▶ TASK TO COMPLETE
Report each line of the records where "Stop" occurs.

Start of Block

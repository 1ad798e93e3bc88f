// Copyright (c) 2026 rezky_nightky

use glam::IVec3;

use crate::cell::Cell;
use crate::color::Color;
use crate::frame::VoxelFrame;
use crate::runtime::{ColorMode, ViewMode};
use crate::screen::Screen;

/// Terminal columns per voxel; cells are about twice as tall as wide.
pub const VOXEL_WIDTH: u16 = 2;
const PANEL_GAP: u16 = 2;
const GLYPH: char = '█';

#[derive(Clone, Copy, Debug, PartialEq, Eq)]
enum Face {
    Front,
    Side,
    Top,
}

impl Face {
    /// Axis indices: (screen x, screen y, collapsed).
    fn axes(self) -> (usize, usize, usize) {
        match self {
            Face::Front => (0, 2, 1),
            Face::Side => (1, 2, 0),
            Face::Top => (0, 1, 2),
        }
    }
}

fn faces(view: ViewMode) -> &'static [Face] {
    match view {
        ViewMode::Front => &[Face::Front],
        ViewMode::Side => &[Face::Side],
        ViewMode::Top => &[Face::Top],
        ViewMode::Split => &[Face::Front, Face::Side, Face::Top],
    }
}

/// Screen size needed to show every panel of `view` for a volume of `dims` voxels.
pub fn layout_size(view: ViewMode, dims: IVec3) -> (u16, u16) {
    let mut w: u16 = 0;
    let mut h: u16 = 0;
    for (i, face) in faces(view).iter().enumerate() {
        let (across, down, _) = face.axes();
        if i > 0 {
            w = w.saturating_add(PANEL_GAP);
        }
        w = w.saturating_add((dims[across] as u16).saturating_mul(VOXEL_WIDTH));
        h = h.max(dims[down] as u16);
    }
    (w, h)
}

/// Brightest voxel along the collapsed axis.
fn brightest(frame: &VoxelFrame, face: Face, u: i32, v: i32) -> Color {
    let (across, down, depth) = face.axes();
    let mut at = IVec3::ZERO;
    at[across] = u;
    at[down] = v;

    let mut best = Color::BLACK;
    for w in 0..frame.dims()[depth] {
        at[depth] = w;
        if let Some(c) = frame.get(at) {
            if c.luma() > best.luma() {
                best = c;
            }
        }
    }
    best
}

/// Draws orthographic projections of the volume, centered on the screen.
pub fn project(frame: &VoxelFrame, view: ViewMode, mode: ColorMode, screen: &mut Screen) {
    let dims = frame.dims();
    let (w, h) = layout_size(view, dims);
    let mut x0 = screen.width.saturating_sub(w) / 2;
    let y0 = screen.height.saturating_sub(h) / 2;

    for &face in faces(view) {
        let (across, down, _) = face.axes();
        for v in 0..dims[down] {
            let sy = y0.saturating_add(v as u16);
            for u in 0..dims[across] {
                let cell = Cell::lit(GLYPH, brightest(frame, face, u, v).to_term(mode));
                let sx = x0.saturating_add(u as u16 * VOXEL_WIDTH);
                for k in 0..VOXEL_WIDTH {
                    screen.set(sx.saturating_add(k), sy, cell);
                }
            }
        }
        x0 = x0
            .saturating_add((dims[across] as u16).saturating_mul(VOXEL_WIDTH))
            .saturating_add(PANEL_GAP);
    }
}
// Copyright (c) 2026 rezky_nightky

use crate::cell::Cell;

/// Terminal-sized grid of cells remembering which ones changed since the last draw.
#[derive(Clone, Debug)]
pub struct Screen {
    pub width: u16,
    pub height: u16,
    cells: Vec<Cell>,
    dirty_all: bool,
    dirty_map: Vec<bool>,
    dirty: Vec<usize>,
}

impl Screen {
    pub fn new(width: u16, height: u16) -> Self {
        let len = width as usize * height as usize;
        Self {
            width,
            height,
            cells: vec![Cell::BLANK; len],
            dirty_all: true,
            dirty_map: vec![false; len],
            dirty: Vec::new(),
        }
    }

    pub fn is_dirty_all(&self) -> bool {
        self.dirty_all
    }

    pub fn dirty_indices(&self) -> &[usize] {
        &self.dirty
    }

    pub fn mark_all_dirty(&mut self) {
        self.dirty_all = true;
    }

    pub fn clear_dirty(&mut self) {
        for &i in &self.dirty {
            self.dirty_map[i] = false;
        }
        self.dirty.clear();
        self.dirty_all = false;
    }

    pub fn clear(&mut self) {
        self.cells.fill(Cell::BLANK);
        self.dirty_all = true;
    }

    pub fn index(&self, x: u16, y: u16) -> Option<usize> {
        if x >= self.width || y >= self.height {
            return None;
        }
        Some(y as usize * self.width as usize + x as usize)
    }

    #[allow(dead_code)]
    pub fn get(&self, x: u16, y: u16) -> Option<&Cell> {
        self.index(x, y).map(|i| &self.cells[i])
    }

    pub fn cell_at_index(&self, i: usize) -> Cell {
        self.cells.get(i).copied().unwrap_or(Cell::BLANK)
    }

    /// Writes a cell; anything off-screen is silently clipped.
    pub fn set(&mut self, x: u16, y: u16, cell: Cell) {
        let Some(i) = self.index(x, y) else {
            return;
        };
        if self.cells[i] == cell {
            return;
        }
        self.cells[i] = cell;
        if !self.dirty_all && !self.dirty_map[i] {
            self.dirty_map[i] = true;
            self.dirty.push(i);
        }
    }
}
// Copyright (c) 2026 rezky_nightky

use std::fmt::Display;
use std::io::IsTerminal;
use std::path::PathBuf;

use clap::Parser;
use glam::IVec3;
use thiserror::Error;

use crate::engine::EngineConfig;
use crate::palette::{DEFAULT_PHASE_COUNT, PHASES};
use crate::runtime::ViewMode;

pub const DEFAULT_PARAMS_USAGE: &str = "DEFAULT PARAMS USAGE:\n  cuberain --size 24 --view front --fps 40 --fade 0.9 --spawn 4 --speed 0.5 --color-phases 2 --step-every 1";

#[derive(Debug, Error, PartialEq)]
pub enum ConfigError {
    #[error("failed to apply {name} {value} (min {min} max {max})")]
    OutOfRange {
        name: &'static str,
        value: String,
        min: String,
        max: String,
    },
    #[error("failed to apply {name} {value} (must be a finite number)")]
    NotFinite { name: &'static str, value: String },
    #[error("invalid --colormode: {0} (allowed: 0,16,8,256,24,32)")]
    ColorMode(u16),
}

fn require_range<T>(name: &'static str, v: T, min: T, max: T) -> Result<T, ConfigError>
where
    T: PartialOrd + Display + Copy,
{
    if v < min || v > max {
        return Err(ConfigError::OutOfRange {
            name,
            value: v.to_string(),
            min: min.to_string(),
            max: max.to_string(),
        });
    }
    Ok(v)
}

fn require_finite_range(name: &'static str, v: f64, min: f64, max: f64) -> Result<f64, ConfigError> {
    if !v.is_finite() {
        return Err(ConfigError::NotFinite {
            name,
            value: v.to_string(),
        });
    }
    require_range(name, v, min, max)
}

/// Log filter directives. `RUST_LOG` (default `info`) only applies when logging to a
/// file; the terminal path is capped at errors.
pub fn log_directives(to_file: bool, rust_log: Option<&str>) -> &str {
    if !to_file {
        return "error";
    }
    match rust_log.map(str::trim) {
        Some(d) if !d.is_empty() => d,
        _ => "info",
    }
}

pub fn color_enabled_stdout() -> bool {
    if std::env::var_os("NO_COLOR").is_some() {
        return false;
    }
    if matches!(std::env::var("CLICOLOR").ok().as_deref(), Some("0")) {
        return false;
    }
    std::io::stdout().is_terminal()
}

fn colorize_help_detail(text: &str) -> String {
    let mut out = String::with_capacity(text.len() + 64);
    for chunk in text.split_inclusive('\n') {
        let (line, nl) = chunk
            .strip_suffix('\n')
            .map(|l| (l, "\n"))
            .unwrap_or((chunk, ""));

        if !line.starts_with(' ') && line.ends_with(':') && line == line.to_ascii_uppercase() {
            out.push_str("\x1b[1;36m");
            out.push_str(line);
            out.push_str("\x1b[0m");
        } else if let Some(rest) = line.strip_prefix("      Example:") {
            out.push_str("      \x1b[32mExample:\x1b[0m");
            out.push_str(rest);
        } else if let Some(rest) = line.strip_prefix("  cuberain") {
            out.push_str("  \x1b[1;34mcuberain\x1b[0m");
            out.push_str(rest);
        } else if line.starts_with("  -") {
            out.push_str("\x1b[33m");
            out.push_str(line);
            out.push_str("\x1b[0m");
        } else {
            out.push_str(line);
        }
        out.push_str(nl);
    }
    out
}

pub fn default_params_usage_for_help() -> String {
    if color_enabled_stdout() {
        colorize_help_detail(DEFAULT_PARAMS_USAGE)
    } else {
        DEFAULT_PARAMS_USAGE.to_string()
    }
}

#[derive(Parser, Debug, Clone)]
#[command(name = "cuberain", version, disable_version_flag = true)]
pub struct Args {
    #[arg(
        short = 'n',
        long = "size",
        default_value_t = 24,
        help_heading = "CUBE",
        help = "Voxels per cube edge (min 2 max 64)"
    )]
    pub size: i32,

    #[arg(
        short = 'V',
        long = "view",
        default_value_t = ViewMode::Front,
        value_enum,
        help_heading = "CUBE",
        help = "Projection shown in the terminal (front, side, top, split)"
    )]
    pub view: ViewMode,

    #[arg(
        long = "colormode",
        help_heading = "CUBE",
        help = "Force color mode (allowed: 0,16,8/256,24/32). Default: detected from COLORTERM/TERM"
    )]
    pub colormode: Option<u16>,

    #[arg(
        short = 'f',
        long = "fps",
        default_value_t = 40.0,
        help_heading = "RAIN",
        help = "Simulation ticks per second (min 1 max 240)"
    )]
    pub fps: f64,

    #[arg(
        short = 'F',
        long = "fade",
        default_value_t = 0.9,
        help_heading = "RAIN",
        help = "Trail fade factor per tick (min 0.05 max 1)"
    )]
    pub fade: f64,

    #[arg(
        short = 'd',
        long = "spawn",
        default_value_t = 4,
        help_heading = "RAIN",
        help = "Drops spawned per tick (min 0 max 64)"
    )]
    pub spawn: usize,

    #[arg(
        short = 'S',
        long = "speed",
        default_value_t = 0.5,
        help_heading = "RAIN",
        help = "Horizontal drop speed in voxels per tick (min 0.01 max 4)"
    )]
    pub speed: f64,

    #[arg(
        short = 'c',
        long = "color-phases",
        default_value_t = DEFAULT_PHASE_COUNT,
        help_heading = "RAIN",
        help = "Color phases cycled by the color button (min 1 max 6)"
    )]
    pub color_phases: u8,

    #[arg(
        long = "step-every",
        default_value_t = 1,
        help_heading = "RAIN",
        help = "Advance drops on every N-th tick only (min 1, capped at the tick rate)"
    )]
    pub step_every: u32,

    #[arg(
        long = "seed",
        help_heading = "RAIN",
        help = "Seed for a reproducible rain"
    )]
    pub seed: Option<u64>,

    #[arg(
        long = "duration",
        help_heading = "GENERAL",
        help = "Stop after N seconds (min 0.1 max 86400; <=0 disables)"
    )]
    pub duration: Option<f64>,

    #[arg(
        short = 's',
        long = "screensaver",
        help_heading = "GENERAL",
        help = "Screensaver mode (exit on keypress)"
    )]
    pub screensaver: bool,

    #[arg(
        long = "log-file",
        help_heading = "GENERAL",
        help = "Write logs to this file (filter with RUST_LOG); without it only errors reach stderr"
    )]
    pub log_file: Option<PathBuf>,

    #[arg(
        long = "help-detail",
        help_heading = "HELP",
        help = "Show detailed help for all parameters and exit"
    )]
    pub help_detail: bool,

    #[arg(
        long = "list-phases",
        help_heading = "HELP",
        help = "List the color phases and exit"
    )]
    pub list_phases: bool,

    #[arg(
        long = "info",
        short = 'i',
        help_heading = "HELP",
        help = "Print version info and exit"
    )]
    pub info: bool,

    #[arg(
        long = "version",
        short = 'v',
        help_heading = "HELP",
        help = "Print version and exit"
    )]
    pub version: bool,
}

/// Validated run settings.
#[derive(Clone, Debug, PartialEq)]
pub struct Settings {
    pub engine: EngineConfig,
    pub fps: f64,
    pub view: ViewMode,
    pub duration_s: Option<f64>,
}

impl Args {
    pub fn settings(&self) -> Result<Settings, ConfigError> {
        let size = require_range("--size", self.size, 2, 64)?;
        let fps = require_finite_range("--fps", self.fps, 1.0, 240.0)?;
        let fade = require_finite_range("--fade", self.fade, 0.05, 1.0)?;
        let spawn = require_range("--spawn", self.spawn, 0, 64)?;
        let speed = require_finite_range("--speed", self.speed, 0.01, 4.0)?;
        let color_phases =
            require_range("--color-phases", self.color_phases, 1, PHASES.len() as u8)?;
        let step_every = require_range("--step-every", self.step_every, 1, u32::MAX)?;

        let duration_s = match self.duration {
            None => None,
            Some(s) if !s.is_finite() => {
                return Err(ConfigError::NotFinite {
                    name: "--duration",
                    value: s.to_string(),
                })
            }
            Some(s) if s <= 0.0 => None,
            Some(s) => Some(require_range("--duration", s, 0.1, 86400.0)?),
        };

        Ok(Settings {
            engine: EngineConfig {
                max_bound: IVec3::splat(size - 1),
                spawn_per_tick: spawn,
                drop_speed: speed as f32,
                fade_factor: fade as f32,
                color_phases,
                step_every,
                seed: self.seed,
            },
            fps,
            view: self.view,
            duration_s,
        })
    }
}

pub fn print_list_phases() {
    if color_enabled_stdout() {
        println!("\x1b[1;36mCOLOR PHASES:\x1b[0m");
    } else {
        println!("COLOR PHASES:");
    }
    println!("NOTE: the color button cycles through the first N phases (--color-phases N).");
    println!();
    println!("PHASE  NAME    CHANNELS (r, g, b)");
    for (i, rule) in PHASES.iter().enumerate() {
        println!(
            "{:<6} {:<7} ({:?}, {:?}, {:?}){}",
            i,
            rule.name,
            rule.r,
            rule.g,
            rule.b,
            if rule.scaled { " dimmed randomly" } else { "" }
        );
    }
}

pub fn print_help_detail() {
    let block = format!(
        "{}\n\nUSAGE:\n  cuberain [OPTIONS]\n\nCUBE:\n  -n, --size <voxels>\n      Voxels per cube edge (min 2 max 64).\n      Example: cuberain --size 16\n\n  -V, --view <front|side|top|split>\n      Projection shown in the terminal; Tab cycles it while running.\n      Example: cuberain --view split\n\n  --colormode <0|16|8|24>\n      Force color mode; otherwise auto-detected from COLORTERM/TERM.\n      Example: cuberain --colormode 24\n\nRAIN:\n  -f, --fps <number>\n      Simulation ticks per second (min 1 max 240).\n      Example: cuberain --fps 30\n\n  -F, --fade <number>\n      Trail fade factor per tick (min 0.05 max 1); 1 keeps trails forever.\n      Example: cuberain --fade 0.7\n\n  -d, --spawn <number>\n      Drops spawned per tick (min 0 max 64).\n      Example: cuberain --spawn 8\n\n  -S, --speed <number>\n      Horizontal drop speed in voxels per tick (min 0.01 max 4).\n      Example: cuberain --speed 0.25\n\n  -c, --color-phases <number>\n      Color phases cycled by the color button (min 1 max 6, default 2).\n      Example: cuberain --color-phases 6\n\n  --step-every <number>\n      Advance drops on every N-th tick only.\n      Example: cuberain --step-every 2\n\n  --seed <number>\n      Seed for a reproducible rain.\n      Example: cuberain --seed 42\n\nGENERAL:\n  --duration <seconds>\n      Stop after N seconds (min 0.1 max 86400).\n      Example: cuberain --duration 10\n\n  -s, --screensaver\n      Exit on any keypress.\n      Example: cuberain -s\n\n  --log-file <path>\n      Write logs to a file; RUST_LOG selects the level.\n      Without it only errors are logged, to stderr.\n      Example: RUST_LOG=debug cuberain --log-file rain.log\n\nKEYS:\n  c, Enter        next color phase (button 0)\n  p               pause / resume (button 3)\n  -, Left         shorter trails (button 6)\n  +, Right        longer trails (button 7)\n  Tab             next view\n  Space           clear the rain\n  q, Esc          quit\n",
        DEFAULT_PARAMS_USAGE
    );

    if color_enabled_stdout() {
        print!("{}", colorize_help_detail(&block));
    } else {
        print!("{}", block);
    }
    println!();
    print_list_phases();
}
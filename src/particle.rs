// Copyright (c) 2026 rezky_nightky

use glam::{IVec3, Vec3};

use crate::color::Color;

/// Point mass advanced with explicit Euler steps of one tick.
#[derive(Clone, Copy, Debug, PartialEq)]
pub struct Particle {
    pub position: Vec3,
    pub velocity: Vec3,
    pub acceleration: Vec3,
    pub color: Color,
}

impl Particle {
    pub fn new(position: Vec3, velocity: Vec3, acceleration: Vec3, color: Color) -> Self {
        Self {
            position,
            velocity,
            acceleration,
            color,
        }
    }

    pub fn step(&mut self) {
        self.accelerate();
        self.advance();
    }

    pub fn accelerate(&mut self) {
        self.velocity += self.acceleration;
    }

    pub fn advance(&mut self) {
        self.position += self.velocity;
    }

    /// Nearest voxel, rounding each axis independently (halves away from zero).
    pub fn voxel(&self) -> IVec3 {
        self.position.round().as_ivec3()
    }
}
#[test]
fn test_with_scope_is_dynamic() {
    let arena = Bump::new();
    let b = NodeBuilder::new(&arena);
    let file = b.source_file(vec![
        b.var(b.binding("o"), None),
        b.with(b.id("o"), b.expr_stmt(b.id("p"))),
    ]);

    let manager = analyze_script(&file);
    let with = only_scope(&manager, ScopeKind::With);
    assert!(with.is_dynamic());
    assert_eq!(only_ref(&manager, "o").scope, manager.root().id);
    assert_eq!(only_ref(&manager, "p").scope, with.id);
}

// ============================================================================
// Type Scopes
// ============================================================================

#[test]
fn test_interface_scopes() {
    let arena = Bump::new();
    let b = NodeBuilder::new(&arena);
    let file = b.source_file(vec![b.interface(
        b.ident("I"),
        vec![b.type_param(b.ident("T"), None, None)],
        vec![],
        vec![b.method_signature(
            b.prop_name("m"),
            vec![],
            vec![b.param(b.binding("a"), Some(b.tref("T")), None)],
            Some(b.tref("T")),
        )],
    )]);

    let manager = analyze_script(&file);
    let body = only_scope(&manager, ScopeKind::InterfaceBody);
    assert!(body.is_type_only());
    let t = local(body, "T");

    let signature = only_scope(&manager, ScopeKind::FunctionType);
    assert_eq!(signature.parent().unwrap().id, body.id);
    local(signature, "a");
    assert!(refs_to(&manager, "T").iter().all(|r| r.resolved == Some(t.id)));

    let i = local(manager.root(), "I");
    assert!(i.is_type() && !i.is_value());
}

#[test]
fn test_conditional_type_infer_scope() {
    let arena = Bump::new();
    let b = NodeBuilder::new(&arena);
    let file = b.source_file(vec![b.type_alias(
        b.ident("Elem"),
        vec![b.type_param(b.ident("T"), None, None)],
        b.conditional_type(
            b.tref("T"),
            b.type_ref(b.entity("Array"), vec![b.infer(b.ident("E"))]),
            b.tref("E"),
            b.number_type(),
        ),
    )]);

    let manager = analyze_script(&file);
    let alias = only_scope(&manager, ScopeKind::TypeAlias);
    let infer = only_scope(&manager, ScopeKind::ConditionalTypeInfer);
    assert_eq!(infer.parent().unwrap().id, alias.id);

    let e = local(infer, "E");
    assert_eq!(only_ref(&manager, "E").resolved, Some(e.id));
    let t_ref = only_ref(&manager, "T");
    assert_eq!(t_ref.scope, alias.id);
    assert_eq!(t_ref.resolved, Some(local(alias, "T").id));
    assert!(resolved(&manager, only_ref(&manager, "Array")).unwrap().is_implicit());
}

#[test]
fn test_mapped_type_scope() {
    let arena = Bump::new();
    let b = NodeBuilder::new(&arena);
    let file = b.source_file(vec![b.type_alias(
        b.ident("M"),
        vec![b.type_param(b.ident("K"), None, None)],
        b.mapped_type(b.type_param(b.ident("P"), Some(b.tref("K")), None), None, Some(b.tref("P"))),
    )]);

    let manager = analyze_script(&file);
    let mapped = only_scope(&manager, ScopeKind::MappedType);
    assert_eq!(only_ref(&manager, "P").resolved, Some(local(mapped, "P").id));
    let alias = only_scope(&manager, ScopeKind::TypeAlias);
    assert_eq!(only_ref(&manager, "K").resolved, Some(local(alias, "K").id));
}
//! Destructuring in declarations and parameters.

use crate::analyzer::Analyzer;
use crate::binder::DeclarationSite;
use crate::binding::DefinitionKind;
use crate::ids::ScopeId;
use crate::reference::{AccessMode, ReferenceFlags, ReferenceMode};
use tsscope_ast::visitor::AstVisitor;
use tsscope_ast::*;
use tsscope_core::text::TextRange;

/// What every name in one pattern is declared as.
#[derive(Debug, Clone, Copy)]
pub(crate) struct PatternTarget {
    pub kind: DefinitionKind,
    pub scope: ScopeId,
    pub declaration: NodeId,
    pub init_range: Option<TextRange>,
    /// Each name gets an initializing write reference.
    pub has_init: bool,
    pub exported: bool,
    pub ambient: bool,
}

/// Whether evaluating a parameter runs code: a default value or a computed
/// key anywhere in its pattern.
pub(crate) fn parameter_has_expressions(param: &ParameterDeclaration<'_>) -> bool {
    param.initializer.is_some() || pattern_has_expressions(&param.name)
}

fn pattern_has_expressions(name: &BindingName<'_>) -> bool {
    match name {
        BindingName::Identifier(_) => false,
        BindingName::ObjectBindingPattern(pattern) => pattern.elements.iter().any(element_has_expressions),
        BindingName::ArrayBindingPattern(pattern) => pattern.elements.iter().any(|elem| match elem {
            ArrayBindingElement::BindingElement(e) => element_has_expressions(e),
            ArrayBindingElement::OmittedExpression(_) => false,
        }),
    }
}

fn element_has_expressions(elem: &BindingElement<'_>) -> bool {
    elem.initializer.is_some()
        || matches!(elem.property_name, Some(PropertyName::Computed(_)))
        || pattern_has_expressions(&elem.name)
}

impl<'o> Analyzer<'o> {
    /// Declare every name in `name`, left to right. Computed keys and
    /// default values are visited in the current scope as they are met.
    pub(crate) fn bind_pattern<'a>(&mut self, name: &BindingName<'a>, target: &PatternTarget) {
        match name {
            BindingName::Identifier(id) => {
                let mut site = DeclarationSite::bare(id, target.kind, target.declaration)
                    .exported(target.exported)
                    .ambient(target.ambient);
                if let Some(range) = target.init_range {
                    site = site.init_range(range);
                }
                self.declare(target.scope, site);
                if target.has_init {
                    self.reference(id, AccessMode::Write, ReferenceMode::Value, ReferenceFlags::INIT);
                }
            }
            BindingName::ObjectBindingPattern(pattern) => {
                self.record_node(&pattern.data);
                for elem in pattern.elements.iter() {
                    self.bind_element(elem, target);
                }
            }
            BindingName::ArrayBindingPattern(pattern) => {
                self.record_node(&pattern.data);
                for elem in pattern.elements.iter() {
                    match elem {
                        ArrayBindingElement::BindingElement(e) => self.bind_element(e, target),
                        ArrayBindingElement::OmittedExpression(data) => self.record_node(data),
                    }
                }
            }
        }
    }

    fn bind_element<'a>(&mut self, elem: &BindingElement<'a>, target: &PatternTarget) {
        self.record_node(&elem.data);
        if let Some(property) = &elem.property_name {
            self.visit_property_name(property);
        }
        let mut element_target = *target;
        if elem.initializer.is_some() {
            element_target.has_init = true;
        }
        self.bind_pattern(&elem.name, &element_target);
        if let Some(init) = elem.initializer {
            self.visit_expression(init);
        }
    }
}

End of Block

▶ RESPONSE TO THIS EXERCISE
        help = "Stop after N seconds (min 0.1 max 86400; <=0 disables)"
        "{}\n\nUSAGE:\n  cuberain [OPTIONS]\n\nCUBE:\n  -n, --size <voxels>\n      Voxels per cube edge (min 2 max 64).\n      Example: cuberain --size 16\n\n  -V, --view <front|side|top|split>\n      Projection shown in the terminal; Tab cycles it while running.\n      Example: cuberain --view split\n\n  --colormode <0|16|8|24>\n      Force color mode; otherwise auto-detected from COLORTERM/TERM.\n      Example: cuberain --colormode 24\n\nRAIN:\n  -f, --fps <number>\n      Simulation ticks per second (min 1 max 240).\n      Example: cuberain --fps 30\n\n  -F, --fade <number>\n      Trail fade factor per tick (min 0.05 max 1); 1 keeps trails forever.\n      Example: cuberain --fade 0.7\n\n  -d, --spawn <number>\n      Drops spawned per tick (min 0 max 64).\n      Example: cuberain --spawn 8\n\n  -S, --speed <number>\n      Horizontal drop speed in voxels per tick (min 0.01 max 4).\n      Example: cuberain --speed 0.25\n\n  -c, --color-phases <number>\n      Color phases cycled by the color button (min 1 max 6, default 2).\n      Example: cuberain --color-phases 6\n\n  --step-every <number>\n      Advance drops on every N-th tick only.\n      Example: cuberain --step-every 2\n\n  --seed <number>\n      Seed for a reproducible rain.\n      Example: cuberain --seed 42\n\nGENERAL:\n  --duration <seconds>\n      Stop after N seconds (min 0.1 max 86400).\n      Example: cuberain --duration 10\n\n  -s, --screensaver\n      Exit on any keypress.\n      Example: cuberain -s\n\n  --log-file <path>\n      Write logs to a file; RUST_LOG selects the level.\n      Without it only errors are logged, to stderr.\n      Example: RUST_LOG=debug cuberain --log-file rain.log\n\nKEYS:\n  c, Enter        next color phase (button 0)\n  p               pause / resume (button 3)\n  -, Left         shorter trails (button 6)\n  +, Right        longer trails (button 7)\n  Tab             next view\n  Space           clear the rain\n  q, Esc          quit\n",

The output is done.